Return only the lines running from the first line of the listing through the one with "from the controller.", unchanged.

───── Exercise materials ─────

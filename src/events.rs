// Copyright (C) 2026 Brian Johnson
//
// This program is free software; you can redistribute it and/or modify
// it under the terms of the GNU General Public License as published by
// the Free Software Foundation; either version 2 of the License, or
// (at your option) any later version.
//
// This program is distributed in the hope that it will be useful,
// but WITHOUT ANY WARRANTY; without even the implied warranty of
// MERCHANTABILITY or FITNESS FOR A PARTICULAR PURPOSE.  See the
// GNU General Public License for more details.
//
// You should have received a copy of the GNU General Public License along
// with this program; if not, write to the Free Software Foundation, Inc.,
// 51 Franklin Street, Fifth Floor, Boston, MA 02110-1301 USA.

//! Upload progress events
//!
//! The console protocol gives no structured feedback, so every line the
//! controller prints and every step the uploader takes is reported here.

use std::fmt;

/// Uploader phases, in the order a successful run visits them.
#[derive(Debug, Clone, Copy, PartialEq, Eq)]
pub enum Phase {
    /// Opening the serial port.
    Open,
    /// Waiting for the controller's startup banner.
    AwaitBanner,
    /// Answering confirmation questions until the idle prompt.
    AwaitPrompt,
    /// Idle prompt seen, next file may be sent.
    Ready,
    /// Writing a frame.
    SendFrame,
    /// Waiting for the end-of-file report of the frame just sent.
    AwaitFileEnd,
    /// Waiting for the idle prompt after a file.
    AwaitPromptAfterFile,
    /// Every file sent.
    Done,
}

impl fmt::Display for Phase {
    fn fmt(&self, f: &mut fmt::Formatter<'_>) -> fmt::Result {
        match self {
            Phase::Open => write!(f, "Open"),
            Phase::AwaitBanner => write!(f, "AwaitBanner"),
            Phase::AwaitPrompt => write!(f, "AwaitPrompt"),
            Phase::Ready => write!(f, "Ready"),
            Phase::SendFrame => write!(f, "SendFrame"),
            Phase::AwaitFileEnd => write!(f, "AwaitFileEnd"),
            Phase::AwaitPromptAfterFile => write!(f, "AwaitPromptAfterFile"),
            Phase::Done => write!(f, "Done"),
        }
    }
}

#[derive(Debug, Clone, PartialEq, Eq)]
pub enum UploadEvent {
    PhaseChanged { from: Phase, to: Phase },
    /// Raw line from the controller.
    LineReceived { phase: Phase, line: String },
    QuestionAnswered { question: String },
    FrameSent { name: String, bytes: usize },
    FileConfirmed { name: String },
    SyntaxErrors { name: String, count: u32 },
}

pub trait UploadObserver: Send + Sync {
    fn on_event(&self, event: &UploadEvent);
}

/// No-op observer that discards all events.
pub struct NullObserver;

impl UploadObserver for NullObserver {
    fn on_event(&self, _event: &UploadEvent) {}
}

/// Observer that logs events using tracing.
pub struct TracingObserver;

impl UploadObserver for TracingObserver {
    fn on_event(&self, event: &UploadEvent) {
        match event {
            UploadEvent::PhaseChanged { from, to } => {
                tracing::debug!(from = %from, to = %to, "Phase changed");
                match to {
                    Phase::AwaitBanner => tracing::info!("Please reset the controller"),
                    Phase::AwaitPrompt => tracing::info!("Controller started, answering questions"),
                    Phase::Ready if *from == Phase::AwaitPrompt => tracing::info!("Controller ready"),
                    Phase::Done => tracing::info!("All files sent"),
                    _ => {}
                }
            }
            UploadEvent::LineReceived { phase, line } => {
                tracing::debug!(phase = %phase, "<< {}", line);
            }
            UploadEvent::QuestionAnswered { question } => {
                tracing::info!(question = %question, "Answered Y");
            }
            UploadEvent::FrameSent { name, bytes } => {
                tracing::info!(file = %name, bytes = bytes, "Sent file");
            }
            UploadEvent::FileConfirmed { name } => {
                tracing::info!(file = %name, "Controller reached end of file");
            }
            UploadEvent::SyntaxErrors { name, count } => {
                if *count > 0 {
                    tracing::warn!(file = %name, count = count, "Controller reported syntax errors");
                } else {
                    tracing::debug!(file = %name, "No syntax errors");
                }
            }
        }
    }
}
// Copyright (C) 2026 Brian Johnson
//
// This program is free software; you can redistribute it and/or modify
// it under the terms of the GNU General Public License as published by
// the Free Software Foundation; either version 2 of the License, or
// (at your option) any later version.
//
// This program is distributed in the hope that it will be useful,
// but WITHOUT ANY WARRANTY; without even the implied warranty of
// MERCHANTABILITY or FITNESS FOR A PARTICULAR PURPOSE.  See the
// GNU General Public License for more details.
//
// You should have received a copy of the GNU General Public License along
// with this program; if not, write to the Free Software Foundation, Inc.,
// 51 Franklin Street, Fifth Floor, Boston, MA 02110-1301 USA.

use clap::Parser;
use std::path::PathBuf;
use std::time::Duration;
use tracing::{error, info};
use vm2upload::protocol::DEFAULT_SERIAL_DEVICE;
use vm2upload::serial::{device_present, resolve_device};
use vm2upload::{
    load_manifest, RealSerialPort, SerialSettings, UploadError, UploadOptions, UploadReport, Uploader,
};

#[derive(Parser)]
#[command(name = "vm2upload")]
#[command(about = "Upload a project to a VM2 Control Computer over RS-232", long_about = None)]
struct Cli {
    /// Project file listing the source files to upload
    project: PathBuf,

    /// Serial device to use (e.g., ttyUSB0, /dev/ttyS1 or COM1)
    #[arg(short, long, default_value = DEFAULT_SERIAL_DEVICE, value_name = "DEVICE")]
    serial: String,

    /// Give up if the controller has not restarted after this many seconds
    #[arg(long, value_name = "SECS")]
    reset_timeout: Option<u64>,

    /// Give up after the controller stays silent this long (0 waits forever)
    #[arg(long, default_value = "30", value_name = "SECS")]
    response_timeout: u64,

    /// Give up on a prompt or end-of-file report after this long, even while
    /// the controller keeps printing (0 waits forever)
    #[arg(long, default_value = "300", value_name = "SECS")]
    reply_timeout: u64,

    /// Log every line the controller prints
    #[arg(long)]
    debug: bool,
}

fn main() {
    let cli = Cli::parse();

    let subscriber = tracing_subscriber::fmt()
        .with_env_filter(
            tracing_subscriber::EnvFilter::builder()
                .with_default_directive(if cli.debug {
                    tracing::Level::DEBUG.into()
                } else {
                    tracing::Level::INFO.into()
                })
                .from_env_lossy(),
        )
        .with_writer(std::io::stderr)
        .finish();

    if let Err(e) = tracing::subscriber::set_global_default(subscriber) {
        eprintln!("Failed to install logger: {}", e);
    }

    match upload_project(&cli) {
        Ok(report) => {
            let errors = report.total_syntax_errors();
            if errors > 0 {
                println!("\nProject uploaded, controller reported {} syntax error(s)", errors);
            } else {
                println!("\nProject uploaded successfully!");
            }
        }
        Err(e) => {
            error!("Upload failed: {}", e);
            std::process::exit(e.exit_code());
        }
    }
}

fn upload_project(cli: &Cli) -> Result<UploadReport, UploadError> {
    let device = resolve_device(&cli.serial);

    if !cli.project.exists() {
        return Err(UploadError::Config(format!("project file not found: {}", cli.project.display())));
    }
    if !device_present(&device) {
        return Err(UploadError::Config(format!("serial device not found: {}", device)));
    }

    let units = load_manifest(&cli.project)?;
    info!(project = %cli.project.display(), files = units.len(), "Loaded project");

    let settings = SerialSettings::default();
    info!(
        device = %device,
        "Settings: {} baud, {:?}, {:?}, {:?}",
        settings.baud_rate, settings.data_bits, settings.parity, settings.stop_bits
    );

    let options = UploadOptions {
        banner_wait: cli.reset_timeout.map(Duration::from_secs),
        response_wait: (cli.response_timeout > 0).then(|| Duration::from_secs(cli.response_timeout)),
        reply_wait: (cli.reply_timeout > 0).then(|| Duration::from_secs(cli.reply_timeout)),
        ..UploadOptions::default()
    };

    let uploader = Uploader::new(Box::new(RealSerialPort::new(device, settings)), options)?;
    uploader.upload(&units)
}
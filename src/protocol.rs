// Copyright (C) 2026 Brian Johnson
//
// This program is free software; you can redistribute it and/or modify
// it under the terms of the GNU General Public License as published by
// the Free Software Foundation; either version 2 of the License, or
// (at your option) any later version.
//
// This program is distributed in the hope that it will be useful,
// but WITHOUT ANY WARRANTY; without even the implied warranty of
// MERCHANTABILITY or FITNESS FOR A PARTICULAR PURPOSE.  See the
// GNU General Public License for more details.
//
// You should have received a copy of the GNU General Public License along
// with this program; if not, write to the Free Software Foundation, Inc.,
// 51 Franklin Street, Fifth Floor, Boston, MA 02110-1301 USA.

//! VM2 console protocol constants and line patterns

use std::time::Duration;
use regex::Regex;

// ============================================================================
// Line Parameters
// ============================================================================

/// Baud rate of the controller's console port
pub const BAUD_RATE: u32 = 115_200;

/// How long a single line read waits before reporting "no data yet"
pub const READ_TIMEOUT: Duration = Duration::from_secs(1);

/// Pause between polls while waiting for the startup banner
pub const POLL_DELAY: Duration = Duration::from_secs(1);

/// Pause after writing a frame, before listening for the end-of-file report
pub const SETTLE_DELAY: Duration = Duration::from_secs(1);

/// Default silence budget while waiting for prompts and end-of-file reports
pub const RESPONSE_WAIT: Duration = Duration::from_secs(30);

/// Default time allowed in any one post-banner wait, chatter or not
pub const REPLY_WAIT: Duration = Duration::from_secs(300);

/// Default number of unrecognised lines tolerated in any one bounded wait
pub const MAX_IGNORED_LINES: u32 = 1000;

/// Bits on the wire per character at 8N1
pub const BITS_PER_CHAR: u64 = 10;

/// Serial device used when none is given on the command line
pub const DEFAULT_SERIAL_DEVICE: &str = "ttyUSB0";

// ============================================================================
// Wire Text
// ============================================================================

/// Answer written back for every confirmation question
pub const AFFIRMATIVE: &[u8] = b"Y\n";

/// Closing sentinel of an upload frame
pub const FRAME_END: &[u8] = b"\nPROGRAM End\n";

/// Startup banner printed after the controller resets
pub const BANNER: &str = r"^VM2 Control Computer";

/// Confirmation questions asked before the controller accepts a program
pub const QUESTIONS: &str =
    r"^(Clear RAM\?|Are you sure\?|Application in Flash: Erase Application\?)";

/// Idle command prompt
pub const IDLE_PROMPT: &str = r"^\s*-->\s*$";

/// Reported once the controller has consumed a whole frame
pub const END_OF_FILE: &str = r#"^End of file "([^"]*)""#;

/// Compiler summary line, e.g. `2 Syntax errors`
pub const SYNTAX_ERRORS: &str = r"^\s*(\d+) [Ss]yntax [Ee]rrors?";

// ============================================================================
// Pattern Set
// ============================================================================

/// Compiled matchers for every line the uploader reacts to.
pub struct Patterns {
    banner: Regex,
    question: Regex,
    idle_prompt: Regex,
    end_of_file: Regex,
    syntax_errors: Regex,
}

impl Patterns {
    pub fn new() -> Result<Self, regex::Error> {
        Ok(Patterns {
            banner: Regex::new(BANNER)?,
            question: Regex::new(QUESTIONS)?,
            idle_prompt: Regex::new(IDLE_PROMPT)?,
            end_of_file: Regex::new(END_OF_FILE)?,
            syntax_errors: Regex::new(SYNTAX_ERRORS)?,
        })
    }

    pub fn is_banner(&self, line: &str) -> bool {
        self.banner.is_match(line)
    }

    /// Returns the question text if `line` asks for confirmation.
    pub fn question<'l>(&self, line: &'l str) -> Option<&'l str> {
        self.question.find(line).map(|m| m.as_str())
    }

    pub fn is_idle_prompt(&self, line: &str) -> bool {
        self.idle_prompt.is_match(line)
    }

    /// Returns the file name reported by an end-of-file line.
    pub fn end_of_file<'l>(&self, line: &'l str) -> Option<&'l str> {
        self.end_of_file
            .captures(line)
            .and_then(|caps| caps.get(1))
            .map(|m| m.as_str())
    }

    pub fn syntax_errors(&self, line: &str) -> Option<u32> {
        self.syntax_errors
            .captures(line)
            .and_then(|caps| caps.get(1))
            .and_then(|m| m.as_str().parse().ok())
    }
}

// ============================================================================
// Tests
// ============================================================================
// Copyright (C) 2026 Brian Johnson
//
// This program is free software; you can redistribute it and/or modify
// it under the terms of the GNU General Public License as published by
// the Free Software Foundation; either version 2 of the License, or
// (at your option) any later version.
//
// This program is distributed in the hope that it will be useful,
// but WITHOUT ANY WARRANTY; without even the implied warranty of
// MERCHANTABILITY or FITNESS FOR A PARTICULAR PURPOSE.  See the
// GNU General Public License for more details.
//
// You should have received a copy of the GNU General Public License along
// with this program; if not, write to the Free Software Foundation, Inc.,
// 51 Franklin Street, Fifth Floor, Boston, MA 02110-1301 USA.

//! Upload frame construction

use crate::protocol::FRAME_END;

/// Wraps a source file in the `PROGRAM` sentinels the controller expects.
///
/// Lines are passed through byte for byte, including their terminators.
/// The name is not escaped; a quote inside it produces a frame the
/// controller will reject.
pub fn build_frame<S: AsRef<str>>(name: &str, lines: &[S]) -> Vec<Vec<u8>> {
    let mut frame = Vec::with_capacity(lines.len() + 2);
    frame.push(format!("\nPROGRAM \"{}\"\n", name).into_bytes());
    frame.extend(lines.iter().map(|line| line.as_ref().as_bytes().to_vec()));
    frame.push(FRAME_END.to_vec());
    frame
}

/// Total number of bytes a frame puts on the wire.
pub fn frame_len(frame: &[Vec<u8>]) -> usize {
    frame.iter().map(Vec::len).sum()
}

// ============================================================================
// Tests
// ============================================================================

#[cfg(test)]
mod tests {
    use super::*;

    #[test]
    fn test_frame_sentinels() {
        let lines = vec!["PRINT 1\r\n".to_string(), "END\n".to_string()];
        let frame = build_frame("A.vnm", &lines);

        assert_eq!(frame.len(), 4);
        assert_eq!(frame[0], b"\nPROGRAM \"A.vnm\"\n");
        assert_eq!(frame[1], b"PRINT 1\r\n");
        assert_eq!(frame[2], b"END\n");
        assert_eq!(frame[3], b"\nPROGRAM End\n");
    }

    #[test]
    fn test_frame_keeps_lines_verbatim() {
        let lines = ["  indented\t\n", "", "no terminator"];
        let frame = build_frame("x", &lines);

        let middle: Vec<&[u8]> = frame[1..frame.len() - 1].iter().map(Vec::as_slice).collect();
        let expected: Vec<&[u8]> = lines.iter().map(|l| l.as_bytes()).collect();
        assert_eq!(middle, expected);
    }

    #[test]
    fn test_empty_file() {
        let frame = build_frame::<&str>("EMPTY.vnm", &[]);
        assert_eq!(frame, vec![b"\nPROGRAM \"EMPTY.vnm\"\n".to_vec(), b"\nPROGRAM End\n".to_vec()]);
        assert_eq!(frame_len(&frame), 21 + 13);
    }

    #[test]
    fn test_name_not_escaped() {
        let frame = build_frame::<&str>("a\"b", &[]);
        assert_eq!(frame[0], b"\nPROGRAM \"a\"b\"\n");
    }
}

─────

Answer for this exercise ▸
filename src/events.rs
// Copyright (C) 2026 Brian Johnson
//
// This program is free software; you can redistribute it and/or modify
// it under the terms of the GNU General Public License as published by
// the Free Software Foundation; either version 2 of the License, or
// (at your option) any later version.
//
// This program is distributed in the hope that it will be useful,
// but WITHOUT ANY WARRANTY; without even the implied warranty of
// MERCHANTABILITY or FITNESS FOR A PARTICULAR PURPOSE.  See the
// GNU General Public License for more details.
//
// You should have received a copy of the GNU General Public License along
// with this program; if not, write to the Free Software Foundation, Inc.,
// 51 Franklin Street, Fifth Floor, Boston, MA 02110-1301 USA.

//! Upload progress events
//!
//! The console protocol gives no structured feedback, so every line the
//! controller prints and every step the uploader takes is reported here.

use std::fmt;

/// Uploader phases, in the order a successful run visits them.
#[derive(Debug, Clone, Copy, PartialEq, Eq)]
pub enum Phase {
    /// Opening the serial port.
    Open,
    /// Waiting for the controller's startup banner.
    AwaitBanner,
    /// Answering confirmation questions until the idle prompt.
    AwaitPrompt,
    /// Idle prompt seen, next file may be sent.
    Ready,
    /// Writing a frame.
    SendFrame,
    /// Waiting for the end-of-file report of the frame just sent.
    AwaitFileEnd,
    /// Waiting for the idle prompt after a file.
    AwaitPromptAfterFile,
    /// Every file sent.
    Done,
}

impl fmt::Display for Phase {
    fn fmt(&self, f: &mut fmt::Formatter<'_>) -> fmt::Result {
        match self {
            Phase::Open => write!(f, "Open"),
            Phase::AwaitBanner => write!(f, "AwaitBanner"),
            Phase::AwaitPrompt => write!(f, "AwaitPrompt"),
            Phase::Ready => write!(f, "Ready"),
            Phase::SendFrame => write!(f, "SendFrame"),
            Phase::AwaitFileEnd => write!(f, "AwaitFileEnd"),
            Phase::AwaitPromptAfterFile => write!(f, "AwaitPromptAfterFile"),
            Phase::Done => write!(f, "Done"),
        }
    }
}

#[derive(Debug, Clone, PartialEq, Eq)]
pub enum UploadEvent {
    PhaseChanged { from: Phase, to: Phase },
    /// Raw line from the controller.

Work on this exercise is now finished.